U.S. Housing Sector
U.S. housing starts surged 9.3% in November, rising to the highest level in 19 months. Construction permits also grew. Both are encouraging signs for the housing market, which has struggled for years. REUTERS

If U.S. Federal Reserve Chairman Ben Bernanke needs any more evidence regarding the slowdown in the U.S. economic recovery, he need look no further than U.S. housing prices, which have fallen for 17 consecutive quarters -- including a 0.62 percentage point decline in the second quarter of 2011 from the first quarter, based on data compiled by the Federal Housing Finance Authority.

What's more, on a year-over-year basis, home prices are down 5.9 percent, compared to a 4.3 percent year over year decline in June.

In addition, existing home sales fell 3.5 percent to a 4.67-million-unit annual rate in July with the median price for all types of housing at $174,000 down 4.4 percent from July 2010. Also, new home sales fell 0.7 percent in July to a 298,000-unit annual rate with the median sales prices for a single family home at $222,000 down 6 percent from June, but up 4 percent from July 2010.
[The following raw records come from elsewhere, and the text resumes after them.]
use serde::{Deserialize, Serialize};
use std::ops::{Add, AddAssign, Mul, Sub};

/// A point or offset in surface (or screen) coordinates. `y` grows downwards.
#[derive(Debug, Clone, Copy, Default, PartialEq, Serialize, Deserialize)]
pub struct Vec2 {
    pub x: f32,
    pub y: f32,
}

impl Vec2 {
    pub const ZERO: Self = Self { x: 0.0, y: 0.0 };

    pub fn new(x: f32, y: f32) -> Self {
        Self { x, y }
    }

    pub fn length(self) -> f32 {
        (self.x * self.x + self.y * self.y).sqrt()
    }

    pub fn distance(self, other: Vec2) -> f32 {
        (self - other).length()
    }
}

impl Add for Vec2 {
    type Output = Vec2;
    fn add(self, rhs: Vec2) -> Vec2 {
        Vec2::new(self.x + rhs.x, self.y + rhs.y)
    }
}

impl AddAssign for Vec2 {
    fn add_assign(&mut self, rhs: Vec2) {
        self.x += rhs.x;
        self.y += rhs.y;
    }
}

impl Sub for Vec2 {
    type Output = Vec2;
    fn sub(self, rhs: Vec2) -> Vec2 {
        Vec2::new(self.x - rhs.x, self.y - rhs.y)
    }
}

impl Mul<f32> for Vec2 {
    type Output = Vec2;
    fn mul(self, rhs: f32) -> Vec2 {
        Vec2::new(self.x * rhs, self.y * rhs)
    }
}

/// A rectangle defined by min and max corners
#[derive(Debug, Clone, Copy, Default, PartialEq, Serialize, Deserialize)]
pub struct Rect {
    pub min: Vec2,
    pub max: Vec2,
}

impl Rect {
    /// Create a new rectangle from min and max corners
    pub fn from_min_max(min: Vec2, max: Vec2) -> Self {
        Self { min, max }
    }

    /// Create a new rectangle from position and size
    pub fn from_pos_size(pos: Vec2, size: Vec2) -> Self {
        Self {
            min: pos,
            max: Vec2::new(pos.x + size.x, pos.y + size.y),
        }
    }

    pub fn width(&self) -> f32 {
        self.max.x - self.min.x
    }

    pub fn height(&self) -> f32 {
        self.max.y - self.min.y
    }

    pub fn size(&self) -> Vec2 {
        Vec2::new(self.width(), self.height())
    }

    pub fn center(&self) -> Vec2 {
        Vec2::new(
            self.min.x + self.width() * 0.5,
            self.min.y + self.height() * 0.5,
        )
    }

    /// Check if the rectangle contains a point (edges inclusive)
    pub fn contains(&self, point: Vec2) -> bool {
        point.x >= self.min.x
            && point.x <= self.max.x
            && point.y >= self.min.y
            && point.y <= self.max.y
    }

    pub fn intersects(&self, other: &Rect) -> bool {
        self.min.x <= other.max.x
            && self.max.x >= other.min.x
            && self.min.y <= other.max.y
            && self.max.y >= other.min.y
    }

    pub fn translate(&self, by: Vec2) -> Rect {
        Rect {
            min: self.min + by,
            max: self.max + by,
        }
    }

    /// Return a new rectangle expanded by `amount` on all sides
    pub fn expand(&self, amount: f32) -> Rect {
        Rect {
            min: Vec2::new(self.min.x - amount, self.min.y - amount),
            max: Vec2::new(self.max.x + amount, self.max.y + amount),
        }
    }
}

#[cfg(test)]
mod tests {
    use super::*;

    #[test]
    fn vec_arithmetic() {
        let a = Vec2::new(3.0, 4.0);
        assert_eq!(a.length(), 5.0);
        assert_eq!(a + Vec2::new(1.0, 1.0), Vec2::new(4.0, 5.0));
        assert_eq!(a - a, Vec2::ZERO);
        assert_eq!(a * 2.0, Vec2::new(6.0, 8.0));
        assert_eq!(Vec2::ZERO.distance(a), 5.0);
    }

    #[test]
    fn rect_contains_edges() {
        let r = Rect::from_pos_size(Vec2::new(10.0, 10.0), Vec2::new(20.0, 10.0));
        assert!(r.contains(Vec2::new(10.0, 10.0)));
        assert!(r.contains(Vec2::new(30.0, 20.0)));
        assert!(!r.contains(Vec2::new(31.0, 20.0)));
        assert_eq!(r.center(), Vec2::new(20.0, 15.0));
    }

    #[test]
    fn rect_translate_keeps_size() {
        let r = Rect::from_pos_size(Vec2::ZERO, Vec2::new(5.0, 6.0));
        let moved = r.translate(Vec2::new(2.0, -1.0));
        assert_eq!(moved.min, Vec2::new(2.0, -1.0));
        assert_eq!(moved.size(), r.size());
        assert!(moved.intersects(&r));
    }
}
use keymove_core::{NodeId, SurfaceId};
use serde::{Deserialize, Serialize};
use std::fmt;
use std::time::{SystemTime, UNIX_EPOCH};
use tracing::{debug, info};
use uuid::Uuid;

const TELEMETRY_TARGET: &str = "keymove::events::telemetry";

#[derive(Debug, Clone, Copy, Serialize, Deserialize, PartialEq, Eq)]
pub enum SessionLifecycle {
    Start,
    Commit,
    Abort,
}

impl fmt::Display for SessionLifecycle {
    fn fmt(&self, f: &mut fmt::Formatter<'_>) -> fmt::Result {
        match self {
            Self::Start => write!(f, "session_start"),
            Self::Commit => write!(f, "session_commit"),
            Self::Abort => write!(f, "session_abort"),
        }
    }
}

#[derive(Debug, Clone, Serialize, Deserialize)]
pub struct SessionTelemetry {
    pub correlation_id: String,
    pub surface: SurfaceId,
    pub node: NodeId,
    pub lifecycle: SessionLifecycle,
    pub sticky: bool,
    pub duration_ms: Option<u128>,
}

impl SessionTelemetry {
    fn new(
        lifecycle: SessionLifecycle,
        surface: SurfaceId,
        node: NodeId,
        correlation_id: &str,
        sticky: bool,
        duration_ms: Option<u128>,
    ) -> Self {
        Self {
            correlation_id: correlation_id.to_string(),
            surface,
            node,
            lifecycle,
            sticky,
            duration_ms,
        }
    }

    fn now_unix_ms() -> u128 {
        SystemTime::now()
            .duration_since(UNIX_EPOCH)
            .map(|d| d.as_millis())
            .unwrap_or_default()
    }
}

pub fn new_correlation_id() -> String {
    Uuid::new_v4().to_string()
}

pub fn session_start(
    surface: SurfaceId,
    node: NodeId,
    correlation_id: &str,
    sticky: bool,
) -> SessionTelemetry {
    let telemetry = SessionTelemetry::new(
        SessionLifecycle::Start,
        surface,
        node,
        correlation_id,
        sticky,
        None,
    );
    info!(
        target: TELEMETRY_TARGET,
        surface = %telemetry.surface,
        node = %telemetry.node,
        correlation_id = %telemetry.correlation_id,
        lifecycle = %telemetry.lifecycle,
        sticky = telemetry.sticky,
        timestamp_ms = SessionTelemetry::now_unix_ms(),
        "session_start"
    );
    telemetry
}

pub fn session_end(
    surface: SurfaceId,
    node: NodeId,
    correlation_id: &str,
    committed: bool,
    duration_ms: u128,
) -> SessionTelemetry {
    let lifecycle = if committed {
        SessionLifecycle::Commit
    } else {
        SessionLifecycle::Abort
    };
    let telemetry =
        SessionTelemetry::new(lifecycle, surface, node, correlation_id, false, Some(duration_ms));
    info!(
        target: TELEMETRY_TARGET,
        surface = %telemetry.surface,
        node = %telemetry.node,
        correlation_id = %telemetry.correlation_id,
        lifecycle = %telemetry.lifecycle,
        duration_ms = ?telemetry.duration_ms,
        timestamp_ms = SessionTelemetry::now_unix_ms(),
        "session_end"
    );
    telemetry
}

pub fn debug_context(surface: SurfaceId, correlation_id: &str, context: &str) {
    debug!(
        target: TELEMETRY_TARGET,
        surface = %surface,
        correlation_id = %correlation_id,
        context = %context,
        timestamp_ms = SessionTelemetry::now_unix_ms(),
        "session_context"
    );
}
Further, inventories show bloated housing markets: a 9.4-month inventory of existing homes in July, up from a 9.2-month supply in June; and a 6.6-month supply of new homes in July, unchanged from June. Inventories are still well above healthy levels for each market: a 3- to 5-month supply is considered normal for each.

Housing: Still A Big Part of U.S. Economy

A change in U.S. Federal Reserve monetary policy -- traditional (short term interest rates) or unconventional (quantitative easing) may or may not be implemented when Bernanke delivers his Jackson Hole, Wyo. central bankers conference speech Friday, but you can rest assured that he has one eye on the housing market's performance.

And the reason is obvious enough: historically, increases in home sales are strongly correlated with increased demand and an economic expansion. That's because housing activity does not operate in vacuum. When new homes are sold, homeowners tend to buy durables goods / big ticket items for the new home: furniture, appliances, home supplies -- an uptrend in each of which is good news for the U.S. economy and bullish for the U.S. stock market.

However, a sluggish economic with sub-par job growth has dampened home sales, and foreclosures remain above normal levels, and the two have combined to swell inventories, which has resulted in steady price declines. Moreover, the price declines are occurring as mortgage rates fall to their lowest levels in about 50 years.

Housing Sector/Economic Analysis: Given current economic fundamentals, it will take at least two quarters, and probably more, for the U.S. housing sector to normalize, and that will serve as a headwind on U.S. GDP growth -- housing is still that important to the U.S. economy.

Now, the obvious question is: will the dismal housing data be enough to prompt Chairman Bernanke to implement the third part of quantitative easing, QE3? At this stage, probably not, but if sector conditions worsen in the quarter ahead, combined with little progress on job growth, that will probably push Bernanke and the Fed in favor of QE3.